The drug that may make chemo a thing of the past
FDA-approved ibrutinib is helping chronic lymphocytic leukemia patients forget they have the disease
Looking for an answer to his worsening chronic lymphocytic leukemia (CLL) that didn’t involve chemotherapy, Phoenix cardiologist Marvin Padnick came to MD Anderson at his wife’s suggestion in 2012.
“There was one last opening in a clinical trial of ibrutinib,” he recalls. “Fortunately for me.”
At the time, ibrutinib was a promising experimental targeted therapy for CLL, a cancer of the white blood cells that has been treated with some success by combining chemotherapy and the antibody rituximab.
“For me, ibrutinib is a miracle drug that saved my life. I don’t believe I would have survived another round of chemotherapy,” says Padnick, 69, now director of cardiology at an Oklahoma hospital.
Having exchanged the discomfort and fear of advanced CLL for a regimen that includes running 3-6 miles daily on a treadmill and busy, gratifying days at work, the fact that Padnick is a cancer patient has slipped to the back of his mind.
“I forget I have this disease,” he says via phone on his way to pick up his wife, Dee, for a dinner date. “The only reminder is when I go to MD Anderson every three months for routine blood work.” That and the three capsules of ibrutinib he takes daily.
Now, more patients have that option. In February, the U.S. Food and Drug Administration granted accelerated approval of the drug, now called Imbruvica, for previously treated CLL patients.
Click on the image to learn "Jan Burger, M.D., Ph.D., and Susan O’Brien, M.D.,
explain advances in CLL treatment (part 1)"

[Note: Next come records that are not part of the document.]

//! # Maintenance & Cache Handlers
//!
//! Read-only inventory reporting plus the two manual triggers: the
//! clock-gated cleanup and the unconditional full reset.

use actix_web::{web, HttpResponse};
use chrono::Utc;
use serde_json::json;
use tracing::info;

use crate::error::AppError;
use crate::state::AppState;
use crate::transcription::ModelSize;

/// Inventory and cache report.
///
/// ## Endpoint: `GET /api/v1/cache`
///
/// Reports the weight files on disk, live handles in memory, total disk
/// usage, and how long until the next maintenance cycle is due. A report
/// of `0` seconds means the next trigger will run a cycle.
pub async fn cache_report(app_state: web::Data<AppState>) -> Result<HttpResponse, AppError> {
    let now = Utc::now();
    let reclaimer = &app_state.reclaimer;
    let paths = reclaimer.paths();

    let models_on_disk: Vec<_> = paths
        .list_models()
        .into_iter()
        .map(|(model_id, size_bytes)| {
            json!({
                "model": model_id,
                "size_bytes": size_bytes,
                "size_mb": size_bytes / (1024 * 1024),
            })
        })
        .collect();

    let next_cycle_secs = reclaimer
        .store()
        .time_until_next_cycle(now, reclaimer.cycle_interval())
        .map(|d| d.num_seconds().max(0))
        .unwrap_or(0);

    Ok(HttpResponse::Ok().json(json!({
        "timestamp": now.to_rfc3339(),
        "models_on_disk": models_on_disk,
        "total_size_bytes": paths.total_size(),
        "loaded_models": app_state.model_cache.loaded_models(),
        "cache_capacity": app_state.model_cache.capacity(),
        "cache_ttl_seconds": app_state.model_cache.ttl_secs(),
        "last_cleanup": reclaimer.store().last_run().map(|t| t.to_rfc3339()),
        "next_cycle_in_seconds": next_cycle_secs,
        "available_models": ModelSize::all().iter().map(|m| json!({
            "model": m.id(),
            "size_mb": m.size_mb(),
            "description": m.description(),
        })).collect::<Vec<_>>(),
    })))
}

/// Run the maintenance cycle if it is due.
///
/// ## Endpoint: `POST /api/v1/maintenance/cleanup`
///
/// The clock gate applies: calling this repeatedly within the cycle
/// interval does nothing after the first run. The response reports
/// whether a cycle actually ran.
pub async fn run_cleanup(app_state: web::Data<AppState>) -> Result<HttpResponse, AppError> {
    let now = Utc::now();
    let reclaimer = app_state.reclaimer.clone();

    // run_if_due itself reports whether the gate opened; a racing trigger
    // may have re-armed it by the time the worker runs.
    let outcome = web::block(move || reclaimer.run_if_due(now))
        .await
        .map_err(|e| AppError::Internal(format!("Worker pool failure: {}", e)))?;

    let cycle_ran = outcome.is_some();
    let summary = outcome.unwrap_or_default();

    Ok(HttpResponse::Ok().json(json!({
        "timestamp": now.to_rfc3339(),
        "cycle_ran": cycle_ran,
        "removed": summary.removed,
        "failures": summary.failures,
        "next_cycle_in_seconds": app_state
            .reclaimer
            .store()
            .time_until_next_cycle(now, app_state.reclaimer.cycle_interval())
            .map(|d| d.num_seconds().max(0))
            .unwrap_or(0),
    })))
}

/// Reset everything: artifacts, weight files, scratch files, live model
/// handles, and session state.
///
/// ## Endpoint: `POST /api/v1/maintenance/reset`
pub async fn reset_all(app_state: web::Data<AppState>) -> Result<HttpResponse, AppError> {
    let now = Utc::now();
    info!("Full reset requested");

    let reclaimer = app_state.reclaimer.clone();
    let summary = web::block(move || reclaimer.wipe_all(now))
        .await
        .map_err(|e| AppError::Internal(format!("Worker pool failure: {}", e)))?;

    app_state.model_cache.clear();
    app_state.session.write().unwrap().reset();

    Ok(HttpResponse::Ok().json(json!({
        "timestamp": now.to_rfc3339(),
        "removed": summary.removed,
        "failures": summary.failures,
        "session_cleared": true,
        "model_cache_cleared": true,
    })))
}
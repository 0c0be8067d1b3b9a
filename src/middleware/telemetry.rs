//! # Telemetry Middleware
//!
//! One transform covering both request logging and metrics collection:
//! every request gets a structured log line with method, path, status and
//! latency, and the same measurement feeds the per-endpoint counters in
//! [`AppState`](crate::state::AppState).

use actix_web::{
    dev::{forward_ready, Service, ServiceRequest, ServiceResponse, Transform},
    web, Error,
};
use futures_util::future::LocalBoxFuture;
use std::{
    future::{ready, Ready},
    time::Instant,
};
use tracing::{info, warn};

use crate::state::AppState;

pub struct TelemetryMiddleware;

impl<S, B> Transform<S, ServiceRequest> for TelemetryMiddleware
where
    S: Service<ServiceRequest, Response = ServiceResponse<B>, Error = Error>,
    S::Future: 'static,
    B: 'static,
{
    type Response = ServiceResponse<B>;
    type Error = Error;
    type InitError = ();
    type Transform = TelemetryMiddlewareService<S>;
    type Future = Ready<Result<Self::Transform, Self::InitError>>;

    fn new_transform(&self, service: S) -> Self::Future {
        ready(Ok(TelemetryMiddlewareService { service }))
    }
}

pub struct TelemetryMiddlewareService<S> {
    service: S,
}

impl<S, B> Service<ServiceRequest> for TelemetryMiddlewareService<S>
where
    S: Service<ServiceRequest, Response = ServiceResponse<B>, Error = Error>,
    S::Future: 'static,
    B: 'static,
{
    type Response = ServiceResponse<B>;
    type Error = Error;
    type Future = LocalBoxFuture<'static, Result<Self::Response, Self::Error>>;

    forward_ready!(service);

    fn call(&self, req: ServiceRequest) -> Self::Future {
        let start_time = Instant::now();
        let method = req.method().to_string();
        let path = req.uri().path().to_string();
        let endpoint = format!("{} {}", method, path);

        if let Some(app_state) = req.app_data::<web::Data<AppState>>() {
            app_state.increment_request_count();
        }

        let fut = self.service.call(req);

        Box::pin(async move {
            let result = fut.await;
            let duration_ms = start_time.elapsed().as_millis() as u64;

            let is_error = match &result {
                Ok(response) => {
                    response.status().is_client_error() || response.status().is_server_error()
                }
                Err(_) => true,
            };

            match &result {
                Ok(response) => {
                    let status = response.status().as_u16();
                    if is_error {
                        warn!(%method, %path, status, duration_ms, "Request failed");
                    } else {
                        info!(%method, %path, status, duration_ms, "Request completed");
                    }

                    if let Some(app_state) = response.request().app_data::<web::Data<AppState>>() {
                        app_state.record_endpoint_request(&endpoint, duration_ms, is_error);
                        if is_error {
                            app_state.increment_error_count();
                        }
                    }
                }
                Err(e) => {
                    warn!(%method, %path, error = %e, duration_ms, "Request errored");
                }
            }

            result
        })
    }
}
//! # Output Artifacts
//!
//! Renders and writes the three per-transcription artifacts next to each
//! other in the output directory:
//!
//! - `<stem>_transcricao.txt`: full text with a metadata header
//! - `<stem>_legendas.srt`: SubRip subtitles
//! - `<stem>_segmentos.txt`: human-readable timed segment listing
//!
//! The suffixes double as the retention policy's artifact markers, so
//! anything written here is automatically covered by the 24h cleanup.

use anyhow::{Context, Result};
use chrono::Utc;
use std::fs;
use std::path::{Path, PathBuf};
use tracing::info;

use crate::transcription::model::{Segment, TranscriptionOutput};

/// Where each artifact of one transcription landed.
#[derive(Debug, Clone, serde::Serialize)]
pub struct ArtifactPaths {
    pub transcript: PathBuf,
    pub subtitles: PathBuf,
    pub segments: PathBuf,
}

/// Format seconds as an SRT timestamp, `HH:MM:SS,mmm`. Milliseconds are
/// truncated, not rounded.
pub fn srt_timestamp(seconds: f64) -> String {
    let total_ms = (seconds.max(0.0) * 1000.0) as u64;
    let ms = total_ms % 1000;
    let total_secs = total_ms / 1000;
    let secs = total_secs % 60;
    let minutes = (total_secs / 60) % 60;
    let hours = total_secs / 3600;
    format!("{:02}:{:02}:{:02},{:03}", hours, minutes, secs, ms)
}

/// Render segments as a SubRip document: 1-based indices, blank-line
/// separated blocks, trimmed text.
pub fn render_srt(segments: &[Segment]) -> String {
    let mut out = String::new();
    for (i, segment) in segments.iter().enumerate() {
        out.push_str(&format!(
            "{}\n{} --> {}\n{}\n\n",
            i + 1,
            srt_timestamp(segment.start),
            srt_timestamp(segment.end),
            segment.text.trim()
        ));
    }
    out
}

/// Render segments as a numbered `MM:SS` listing for quick reading.
pub fn render_segment_listing(segments: &[Segment]) -> String {
    let mut out = String::new();
    for (i, segment) in segments.iter().enumerate() {
        out.push_str(&format!(
            "{:02}. [{} - {}] {}\n",
            i + 1,
            short_timestamp(segment.start),
            short_timestamp(segment.end),
            segment.text.trim()
        ));
    }
    out
}

fn short_timestamp(seconds: f64) -> String {
    let total_secs = seconds.max(0.0) as u64;
    format!("{:02}:{:02}", total_secs / 60, total_secs % 60)
}

/// Writes the artifact trio for one transcription.
pub struct ArtifactWriter {
    output_dir: PathBuf,
}

impl ArtifactWriter {
    pub fn new(output_dir: impl Into<PathBuf>) -> Self {
        Self {
            output_dir: output_dir.into(),
        }
    }

    /// Write all three artifacts for the audio file `source_name`,
    /// returning where they landed. `stem` comes from the uploaded
    /// filename with its extension stripped.
    pub fn write_all(
        &self,
        source_name: &str,
        model_id: &str,
        processing_secs: f64,
        output: &TranscriptionOutput,
    ) -> Result<ArtifactPaths> {
        fs::create_dir_all(&self.output_dir).with_context(|| {
            format!("Failed to create output directory {}", self.output_dir.display())
        })?;

        let stem = file_stem(source_name);
        let paths = ArtifactPaths {
            transcript: self.output_dir.join(format!("{}_transcricao.txt", stem)),
            subtitles: self.output_dir.join(format!("{}_legendas.srt", stem)),
            segments: self.output_dir.join(format!("{}_segmentos.txt", stem)),
        };

        let transcript = render_transcript(source_name, model_id, processing_secs, output);
        write_artifact(&paths.transcript, &transcript)?;
        write_artifact(&paths.subtitles, &render_srt(&output.segments))?;
        write_artifact(&paths.segments, &render_segment_listing(&output.segments))?;

        info!(
            stem = %stem,
            dir = %self.output_dir.display(),
            "Transcription artifacts written"
        );
        Ok(paths)
    }
}

fn write_artifact(path: &Path, content: &str) -> Result<()> {
    fs::write(path, content).with_context(|| format!("Failed to write {}", path.display()))
}

fn render_transcript(
    source_name: &str,
    model_id: &str,
    processing_secs: f64,
    output: &TranscriptionOutput,
) -> String {
    format!(
        "TRANSCRIPTION\n\
         =============\n\
         Source: {}\n\
         Model: {}\n\
         Language: {}\n\
         Processing time: {:.1}s\n\
         Generated: {}\n\
         =============\n\n\
         {}\n",
        source_name,
        model_id,
        output.language,
        processing_secs,
        Utc::now().format("%Y-%m-%d %H:%M:%S UTC"),
        output.text.trim()
    )
}

fn file_stem(name: &str) -> String {
    Path::new(name)
        .file_stem()
        .map(|s| s.to_string_lossy().into_owned())
        .unwrap_or_else(|| name.to_string())
}

#[cfg(test)]
mod tests {
    use super::*;
    use tempfile::TempDir;

    fn segment(start: f64, end: f64, text: &str) -> Segment {
        Segment {
            start,
            end,
            text: text.to_string(),
        }
    }

    #[test]
    fn test_srt_timestamp_formatting() {
        assert_eq!(srt_timestamp(0.0), "00:00:00,000");
        assert_eq!(srt_timestamp(61.5), "00:01:01,500");
        assert_eq!(srt_timestamp(3661.5), "01:01:01,500");
    }

    #[test]
    fn test_srt_timestamp_truncates_milliseconds() {
        assert_eq!(srt_timestamp(3662.2504), "01:01:02,250");
        assert_eq!(srt_timestamp(0.9999), "00:00:00,999");
    }

    #[test]
    fn test_render_srt_blocks() {
        let segments = vec![
            segment(0.0, 4.5, " Bom dia a todos. "),
            segment(4.5, 9.25, "Vamos comecar."),
        ];
        let srt = render_srt(&segments);
        assert_eq!(
            srt,
            "1\n00:00:00,000 --> 00:00:04,500\nBom dia a todos.\n\n\
             2\n00:00:04,500 --> 00:00:09,250\nVamos comecar.\n\n"
        );
    }

    #[test]
    fn test_render_segment_listing() {
        let segments = vec![segment(65.0, 130.0, "Pauta do dia.")];
        let listing = render_segment_listing(&segments);
        assert_eq!(listing, "01. [01:05 - 02:10] Pauta do dia.\n");
    }

    #[test]
    fn test_write_all_produces_the_trio() {
        let dir = TempDir::new().unwrap();
        let writer = ArtifactWriter::new(dir.path());

        let output = TranscriptionOutput {
            text: "Bom dia a todos.".to_string(),
            segments: vec![segment(0.0, 4.5, "Bom dia a todos.")],
            language: "pt".to_string(),
        };

        let paths = writer
            .write_all("reuniao semanal.mp3", "base", 12.3, &output)
            .unwrap();

        assert_eq!(
            paths.transcript.file_name().unwrap(),
            "reuniao semanal_transcricao.txt"
        );
        assert!(paths.transcript.exists());
        assert!(paths.subtitles.exists());
        assert!(paths.segments.exists());

        let transcript = fs::read_to_string(&paths.transcript).unwrap();
        assert!(transcript.contains("Source: reuniao semanal.mp3"));
        assert!(transcript.contains("Model: base"));
        assert!(transcript.contains("Bom dia a todos."));

        let srt = fs::read_to_string(&paths.subtitles).unwrap();
        assert!(srt.starts_with("1\n00:00:00,000 --> 00:00:04,500\n"));
    }
}
//! # Transcription Handler
//!
//! `POST /api/v1/transcribe` accepts a multipart upload with an `audio`
//! file plus optional `model` and `language` text fields, runs the engine,
//! and writes the artifact trio into the output directory.
//!
//! ## Request lifecycle:
//! 1. Stream the upload into a scratch file under the managed temp prefix
//! 2. Resolve the model handle through the cache (maintenance may run here)
//! 3. Transcribe on a blocking worker; whisper.cpp can take minutes
//! 4. Write artifacts, record the result in session state, trim if due
//! 5. Remove the scratch file best-effort; the stale-temp sweep covers
//!    anything a crash leaves behind

use actix_multipart::Multipart;
use actix_web::{web, HttpResponse};
use futures_util::StreamExt;
use serde_json::json;
use std::fs;
use std::path::{Path, PathBuf};
use std::sync::Arc;
use std::time::Instant;
use tracing::{info, warn};
use uuid::Uuid;

use crate::artifacts::ArtifactWriter;
use crate::error::AppError;
use crate::maintenance::inventory::TEMP_PREFIX;
use crate::state::AppState;
use crate::transcription::ModelSize;

struct Upload {
    audio_path: PathBuf,
    filename: String,
    model: Option<String>,
    language: Option<String>,
}

pub async fn transcribe(
    app_state: web::Data<AppState>,
    payload: Multipart,
) -> Result<HttpResponse, AppError> {
    let started = Instant::now();
    let config = app_state.get_config();

    let temp_dir = app_state.reclaimer.paths().temp_dir.clone();
    let max_bytes = config.models.max_upload_mb as usize * 1024 * 1024;
    let upload = read_upload(payload, &temp_dir, max_bytes).await?;

    let model: ModelSize = upload
        .model
        .as_deref()
        .unwrap_or(&config.models.default_model)
        .parse()
        .map_err(|e| AppError::ValidationError(format!("Invalid model: {}", e)))?;

    info!(
        file = %upload.filename,
        model = %model,
        language = ?upload.language,
        "Transcription requested"
    );

    // Model load and transcription both block for a long time; keep them
    // off the async workers.
    let cache = Arc::clone(&app_state.model_cache);
    let reclaimer = Arc::clone(&app_state.reclaimer);
    let audio_path = upload.audio_path.clone();
    let language = upload.language.clone();
    let result = web::block(move || {
        let handle = cache
            .get(model, &reclaimer)
            .map_err(|e| AppError::ModelLoad(e.to_string()))?;
        handle
            .transcribe(&audio_path, language.as_deref())
            .map_err(|e| AppError::Transcription(e.to_string()))
    })
    .await
    .map_err(|e| AppError::Internal(format!("Worker pool failure: {}", e)))?;

    remove_scratch(&upload.audio_path);

    // Scratch files left behind by crashed or abandoned requests age out
    // on the short temp window; sweep them on every completed request.
    let swept = app_state.reclaimer.sweep_temp_files(chrono::Utc::now());
    if swept.removed > 0 {
        info!(removed = swept.removed, "Swept stale scratch files");
    }

    let output = result?;

    let processing_secs = started.elapsed().as_secs_f64();
    let writer = ArtifactWriter::new(&config.storage.output_dir);
    let artifacts = writer.write_all(&upload.filename, model.id(), processing_secs, &output)?;

    app_state.record_transcription_completed();
    record_in_session(&app_state, &upload.filename, model, &output.language);

    Ok(HttpResponse::Ok().json(json!({
        "success": true,
        "file": upload.filename,
        "model": model.id(),
        "language": output.language,
        "text": output.text,
        "segment_count": output.segments.len(),
        "segments": output.segments,
        "artifacts": artifacts,
        "processing_time_seconds": processing_secs,
        "timestamp": chrono::Utc::now().to_rfc3339(),
    })))
}

/// Pull the multipart fields apart, streaming the audio field to disk.
async fn read_upload(
    mut payload: Multipart,
    temp_dir: &Path,
    max_bytes: usize,
) -> Result<Upload, AppError> {
    let mut audio_path: Option<PathBuf> = None;
    let mut filename: Option<String> = None;
    let mut model: Option<String> = None;
    let mut language: Option<String> = None;

    fs::create_dir_all(temp_dir)
        .map_err(|e| AppError::Internal(format!("Failed to create temp directory: {}", e)))?;

    while let Some(item) = payload.next().await {
        let mut field =
            item.map_err(|e| AppError::ValidationError(format!("Multipart error: {}", e)))?;

        let field_name = field
            .content_disposition()
            .and_then(|cd| cd.get_name())
            .ok_or_else(|| AppError::ValidationError("Missing field name".to_string()))?
            .to_string();

        match field_name.as_str() {
            "audio" => {
                let original = field
                    .content_disposition()
                    .and_then(|cd| cd.get_filename())
                    .map(|s| s.to_string())
                    .filter(|s| !s.trim().is_empty())
                    .ok_or_else(|| {
                        AppError::ValidationError("Audio upload has no filename".to_string())
                    })?;

                let extension = Path::new(&original)
                    .extension()
                    .map(|e| format!(".{}", e.to_string_lossy()))
                    .unwrap_or_default();
                let scratch =
                    temp_dir.join(format!("{}{}{}", TEMP_PREFIX, Uuid::new_v4(), extension));

                let mut bytes: Vec<u8> = Vec::new();
                while let Some(chunk) = field.next().await {
                    let chunk = chunk
                        .map_err(|e| AppError::ValidationError(format!("Upload error: {}", e)))?;
                    if bytes.len() + chunk.len() > max_bytes {
                        return Err(AppError::ValidationError(format!(
                            "File too large (max {} MB)",
                            max_bytes / (1024 * 1024)
                        )));
                    }
                    bytes.extend_from_slice(&chunk);
                }
                if bytes.is_empty() {
                    return Err(AppError::ValidationError("Audio upload is empty".to_string()));
                }

                fs::write(&scratch, &bytes)
                    .map_err(|e| AppError::Internal(format!("Failed to save upload: {}", e)))?;
                audio_path = Some(scratch);
                filename = Some(original);
            }
            "model" => model = Some(read_text_field(&mut field).await?),
            "language" => {
                let value = read_text_field(&mut field).await?;
                if !value.trim().is_empty() {
                    language = Some(value.trim().to_string());
                }
            }
            other => {
                warn!(field = other, "Ignoring unknown multipart field");
            }
        }
    }

    match (audio_path, filename) {
        (Some(audio_path), Some(filename)) => Ok(Upload {
            audio_path,
            filename,
            model,
            language,
        }),
        _ => Err(AppError::ValidationError(
            "No audio file provided".to_string(),
        )),
    }
}

async fn read_text_field(field: &mut actix_multipart::Field) -> Result<String, AppError> {
    let mut bytes = Vec::new();
    while let Some(chunk) = field.next().await {
        let chunk = chunk.map_err(|e| AppError::ValidationError(format!("Upload error: {}", e)))?;
        bytes.extend_from_slice(&chunk);
    }
    String::from_utf8(bytes)
        .map_err(|_| AppError::ValidationError("Text field is not valid UTF-8".to_string()))
}

fn remove_scratch(path: &Path) {
    if let Err(e) = fs::remove_file(path) {
        warn!(path = %path.display(), error = %e, "Could not remove upload scratch file");
    }
}

/// Record the result in session state and trim when the interval says so.
fn record_in_session(app_state: &web::Data<AppState>, filename: &str, model: ModelSize, language: &str) {
    let config = app_state.get_config();
    let mut session = app_state.session.write().unwrap();

    session.insert("active_model", json!(model.id()));
    session.insert(
        format!("transcricao_{}", filename),
        json!({
            "model": model.id(),
            "language": language,
            "completed_at": chrono::Utc::now().to_rfc3339(),
        }),
    );

    if session.note_transcription(&config.session) {
        session.trim(&config.session);
    }
}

An exciting time for CLL treatment
“Ibrutinib produces durable responses in patients after other treatments have failed, and with very little toxicity. The main side effect is mild diarrhea that usually resolves over time,” says Susan O’Brien, M.D., who led the phase I clinical trial of the drug.
O’Brien, a professor in Leukemia, and MD Anderson colleagues were instrumental in bringing the drug, developed by Pharmacyclics, Inc., to clinical trial and helped solve a puzzle about ibrutinib’s initial effects, which appeared to be alarming. (More on that later.) Today they continue advanced clinical trials, including a combination trial through MD Anderson’s Moon Shots Program.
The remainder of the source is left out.